### Stored data entries
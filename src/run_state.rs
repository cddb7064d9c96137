use chrono::{DateTime, Utc};

/// Counters for one enrichment run.
#[derive(Debug, Clone)]
pub struct RunState {
    pub started_at: DateTime<Utc>,
    pub pages_scanned: u32,
    /// Scraped records looked up in the index.
    pub seen: usize,
    pub matched: usize,
    /// Stored records changed by this run; one count per merge that changed
    /// something.
    pub updated: usize,
    /// Positions of changed records, first change first, no repeats.
    pub updated_positions: Vec<usize>,
    pending_write: bool,
    save_interval: usize,
}

impl RunState {
    pub fn new(save_interval: usize) -> Self {
        Self {
            started_at: Utc::now(),
            pages_scanned: 0,
            seen: 0,
            matched: 0,
            updated: 0,
            updated_positions: Vec::new(),
            pending_write: false,
            save_interval: save_interval.max(1),
        }
    }

    /// Scraped records that matched nothing and were dropped.
    pub fn dropped(&self) -> usize {
        self.seen.saturating_sub(self.matched)
    }

    /// Returns true when a checkpoint is due.
    pub fn record_update(&mut self, position: usize) -> bool {
        self.updated += 1;
        self.pending_write = true;
        if !self.updated_positions.contains(&position) {
            self.updated_positions.push(position);
        }
        self.updated % self.save_interval == 0
    }

    pub fn has_pending_write(&self) -> bool {
        self.pending_write
    }

    pub fn mark_saved(&mut self) {
        self.pending_write = false;
    }

    pub fn summary(&self) -> String {
        let elapsed = Utc::now().signed_duration_since(self.started_at);
        format!(
            "pages={} seen={} matched={} dropped={} updated={} elapsed={}s",
            self.pages_scanned,
            self.seen,
            self.matched,
            self.dropped(),
            self.updated,
            elapsed.num_seconds()
        )
    }
}
use std::{
    fs,
    io::Write,
    path::{Path, PathBuf},
};

use anyhow::Context;
use log::{info, warn};
use tempfile::NamedTempFile;

use crate::card::StoredRecord;

/// The card dataset: a JSON array read fully into memory and always
/// rewritten whole.
#[derive(Debug)]
pub struct Dataset {
    path: PathBuf,
    published: Option<PathBuf>,
    pub records: Vec<StoredRecord>,
}

impl Dataset {
    pub fn load(path: &Path) -> anyhow::Result<Self> {
        let contents = fs::read_to_string(path)
            .with_context(|| format!("failed to read dataset {}", path.display()))?;
        let records: Vec<StoredRecord> = serde_json::from_str(&contents)
            .with_context(|| format!("{} is not a JSON array of cards", path.display()))?;
        info!("loaded {} cards from {}", records.len(), path.display());
        Ok(Self {
            path: path.to_path_buf(),
            published: None,
            records,
        })
    }

    /// Also mirror every save to `path`, but only if that file already
    /// exists when saving.
    pub fn with_published_copy(mut self, path: Option<PathBuf>) -> Self {
        self.published = path;
        self
    }

    pub fn path(&self) -> &Path {
        &self.path
    }

    pub fn to_json(&self) -> anyhow::Result<Vec<u8>> {
        let mut bytes = serde_json::to_vec_pretty(&self.records)?;
        bytes.push(b'\n');
        Ok(bytes)
    }

    /// Rewrite the canonical file, then the published copy with the same
    /// bytes. Only the canonical write can fail the call.
    pub fn save(&self) -> anyhow::Result<()> {
        let bytes = self.to_json()?;
        write_atomically(&self.path, &bytes)
            .with_context(|| format!("failed to write dataset {}", self.path.display()))?;

        if let Some(published) = &self.published {
            if published.exists() {
                if let Err(e) = write_atomically(published, &bytes) {
                    warn!(
                        "couldn't update published copy {}: {:#}",
                        published.display(),
                        e
                    );
                }
            }
        }
        Ok(())
    }
}

/// The file either keeps its old contents or gets all of the new ones.
fn write_atomically(path: &Path, bytes: &[u8]) -> anyhow::Result<()> {
    let dir = match path.parent() {
        Some(dir) if !dir.as_os_str().is_empty() => dir,
        _ => Path::new("."),
    };
    let mut tmp = NamedTempFile::new_in(dir)?;
    tmp.write_all(bytes)?;
    tmp.as_file().sync_all()?;
    tmp.persist(path)?;
    Ok(())
}

#[cfg(test)]
mod tests {
    use super::*;
    use serde_json::{Value, json};

    fn write_cards(dir: &Path, name: &str, cards: Value) -> PathBuf {
        let path = dir.join(name);
        fs::write(&path, serde_json::to_string(&cards).unwrap()).unwrap();
        path
    }

    #[test]
    fn load_and_save_preserve_records() {
        let dir = tempfile::tempdir().unwrap();
        let cards = json!([
            {"id": "b", "name": "Zed", "extra": {"z": 1, "a": 2}},
            {"id": "a", "name": "Ann", "set": {"number": 4}}
        ]);
        let path = write_cards(dir.path(), "cards.json", cards.clone());
        let dataset = Dataset::load(&path).unwrap();
        assert_eq!(dataset.records.len(), 2);
        dataset.save().unwrap();

        let written = fs::read_to_string(&path).unwrap();
        assert!(written.starts_with("[\n  {\n    \"id\": \"b\""));
        let reread: Value = serde_json::from_str(&written).unwrap();
        assert_eq!(reread, cards);
    }

    #[test]
    fn published_copy_follows_only_when_present() {
        let dir = tempfile::tempdir().unwrap();
        let path = write_cards(dir.path(), "cards.json", json!([{"id": "a"}]));
        let published = write_cards(dir.path(), "docs.json", json!([]));
        let missing = dir.path().join("missing.json");

        let dataset = Dataset::load(&path).unwrap().with_published_copy(Some(published.clone()));
        dataset.save().unwrap();
        assert_eq!(fs::read(&path).unwrap(), fs::read(&published).unwrap());

        let dataset = Dataset::load(&path).unwrap().with_published_copy(Some(missing.clone()));
        dataset.save().unwrap();
        assert!(!missing.exists());
    }

    #[test]
    fn published_copy_failure_is_not_fatal() {
        let dir = tempfile::tempdir().unwrap();
        let path = write_cards(dir.path(), "cards.json", json!([{"id": "a"}]));
        // A directory exists but can't be replaced by a file.
        let published = dir.path().join("docs");
        fs::create_dir(&published).unwrap();
        fs::write(published.join("keep"), b"x").unwrap();

        let dataset = Dataset::load(&path).unwrap().with_published_copy(Some(published.clone()));
        dataset.save().unwrap();
        assert!(published.is_dir());
    }

    #[test]
    fn canonical_failure_is_fatal() {
        let dir = tempfile::tempdir().unwrap();
        let path = write_cards(dir.path(), "cards.json", json!([]));
        let mut dataset = Dataset::load(&path).unwrap();
        dataset.path = dir.path().join("no_such_dir").join("cards.json");
        assert!(dataset.save().is_err());
    }

    #[test]
    fn non_array_is_rejected() {
        let dir = tempfile::tempdir().unwrap();
        let path = write_cards(dir.path(), "cards.json", json!({"id": "a"}));
        assert!(Dataset::load(&path).is_err());
    }
}
use std::{path::PathBuf, process::ExitCode, time::Duration};

use card_enricher::{
    DEFAULT_MAX_ATTEMPTS, DEFAULT_SAVE_INTERVAL, Dataset, FetchEnv, JobOptions, LoadFromEnv,
    RetryPolicy, ScrapingContext, SiteConfig, run_detail_job, run_fix_sets_job, run_listing_job,
    updated_sample,
};
use clap::{Args, Parser, Subcommand};
use dotenv::dotenv;
use log::{LevelFilter, error, info};

/// Enrich a local cards.json from the online card catalog.
#[derive(Debug, Parser)]
#[command(name = "card_enricher", version, about)]
struct Cli {
    #[command(flatten)]
    common: CommonArgs,
    #[command(subcommand)]
    command: Command,
}

#[derive(Debug, Args)]
struct CommonArgs {
    /// Canonical dataset, rewritten in place.
    #[arg(long, global = true, default_value = "card_db/cards.json")]
    cards: PathBuf,
    /// Published copy kept identical to the dataset when it exists.
    #[arg(long, global = true, default_value = "docs/cards.json")]
    docs_cards: PathBuf,
    /// YAML site layout; the built-in catalog layout when omitted.
    #[arg(long, global = true)]
    site_config: Option<PathBuf>,
    #[arg(long, global = true, default_value_t = DEFAULT_MAX_ATTEMPTS)]
    max_attempts: u32,
    /// Upper bound of the random jitter added to each backoff, in ms.
    #[arg(long, global = true, default_value_t = 100)]
    max_jitter_ms: u64,
    /// Checkpoint after this many updated cards.
    #[arg(long, global = true, default_value_t = DEFAULT_SAVE_INTERVAL)]
    save_interval: usize,
    /// Do everything except writing; print a few updated cards instead.
    #[arg(long, global = true)]
    dry_run: bool,
}

#[derive(Debug, Subcommand)]
enum Command {
    /// Fill set names and codes from listing tiles only.
    Listing {
        /// Seconds to pause after each request, also the backoff base.
        #[arg(long, default_value = "0.15", value_parser = parse_seconds)]
        delay: Duration,
        #[arg(long)]
        max_pages: Option<u32>,
    },
    /// Visit every card's detail page and fill all scraped fields.
    Detail {
        #[arg(long, default_value = "0.25", value_parser = parse_seconds)]
        delay: Duration,
        #[arg(long)]
        max_pages: Option<u32>,
        /// Skip detail pages that can't be fetched instead of aborting.
        #[arg(long)]
        skip_failed_details: bool,
    },
    /// Map set codes to names from the listing and name unnamed sets.
    FixSets {
        #[arg(long, default_value = "0.2", value_parser = parse_seconds)]
        delay: Duration,
        #[arg(long, default_value_t = 40)]
        max_pages: u32,
    },
}

impl Command {
    fn delay(&self) -> Duration {
        match self {
            Command::Listing { delay, .. }
            | Command::Detail { delay, .. }
            | Command::FixSets { delay, .. } => *delay,
        }
    }
}

fn parse_seconds(s: &str) -> Result<Duration, String> {
    let secs: f64 = s.parse().map_err(|e| format!("{e}"))?;
    if !secs.is_finite() || secs < 0.0 {
        return Err(format!("expected a non-negative number of seconds, got {s}"));
    }
    Ok(Duration::from_millis((secs * 1000.0).round() as u64))
}

async fn run(cli: Cli) -> anyhow::Result<()> {
    let common = &cli.common;
    let site = match &common.site_config {
        Some(path) => SiteConfig::load(path)?,
        None => SiteConfig::builtin()?,
    };
    let env = FetchEnv::load_from_env()?;
    let delay = cli.command.delay();
    let retry = RetryPolicy::new(
        delay,
        common.max_attempts,
        Duration::from_millis(common.max_jitter_ms),
    );
    let context = ScrapingContext::new(site, &env, retry, delay)?;
    info!(
        "scraping {} (delay {:?}, up to {} attempts per request)",
        context.site.base_url,
        delay,
        context.request_client.retry_policy().max_attempts
    );

    let mut dataset =
        Dataset::load(&common.cards)?.with_published_copy(Some(common.docs_cards.clone()));

    let mut options = JobOptions {
        save_interval: common.save_interval,
        dry_run: common.dry_run,
        ..JobOptions::default()
    };
    let state = match &cli.command {
        Command::Listing { max_pages, .. } => {
            options.max_pages = *max_pages;
            run_listing_job(&context, &context.parser, &mut dataset, &options).await?
        }
        Command::Detail {
            max_pages,
            skip_failed_details,
            ..
        } => {
            options.max_pages = *max_pages;
            options.skip_failed_details = *skip_failed_details;
            run_detail_job(&context, &context.parser, &mut dataset, &options).await?
        }
        Command::FixSets { max_pages, .. } => {
            options.max_pages = Some(*max_pages);
            run_fix_sets_job(&context, &context.parser, &mut dataset, &options).await?
        }
    };

    if common.dry_run {
        let sample = updated_sample(&dataset, &state, 3);
        println!("{}", serde_json::to_string_pretty(&sample)?);
    }
    println!("{}", state.summary());
    Ok(())
}

#[tokio::main]
async fn main() -> ExitCode {
    dotenv().ok();
    env_logger::Builder::new()
        .filter_level(LevelFilter::Info)
        .parse_default_env()
        .init();

    let cli = Cli::parse();
    match run(cli).await {
        Ok(()) => ExitCode::SUCCESS,
        Err(e) => {
            error!("{:#}", e);
            ExitCode::FAILURE
        }
    }
}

### WORK INSTRUCTIONS
Starting at the line that has "pub fn with_published_copy(mut" in the records above, restate word for word every line until the one that has "pub fn to_json(&self)", and include that one as well.

### COMPLETED TASK
    pub fn with_published_copy(mut self, path: Option<PathBuf>) -> Self {
        self.published = path;
        self
    }

    pub fn path(&self) -> &Path {
        &self.path
    }

    pub fn to_json(&self) -> anyhow::Result<Vec<u8>> {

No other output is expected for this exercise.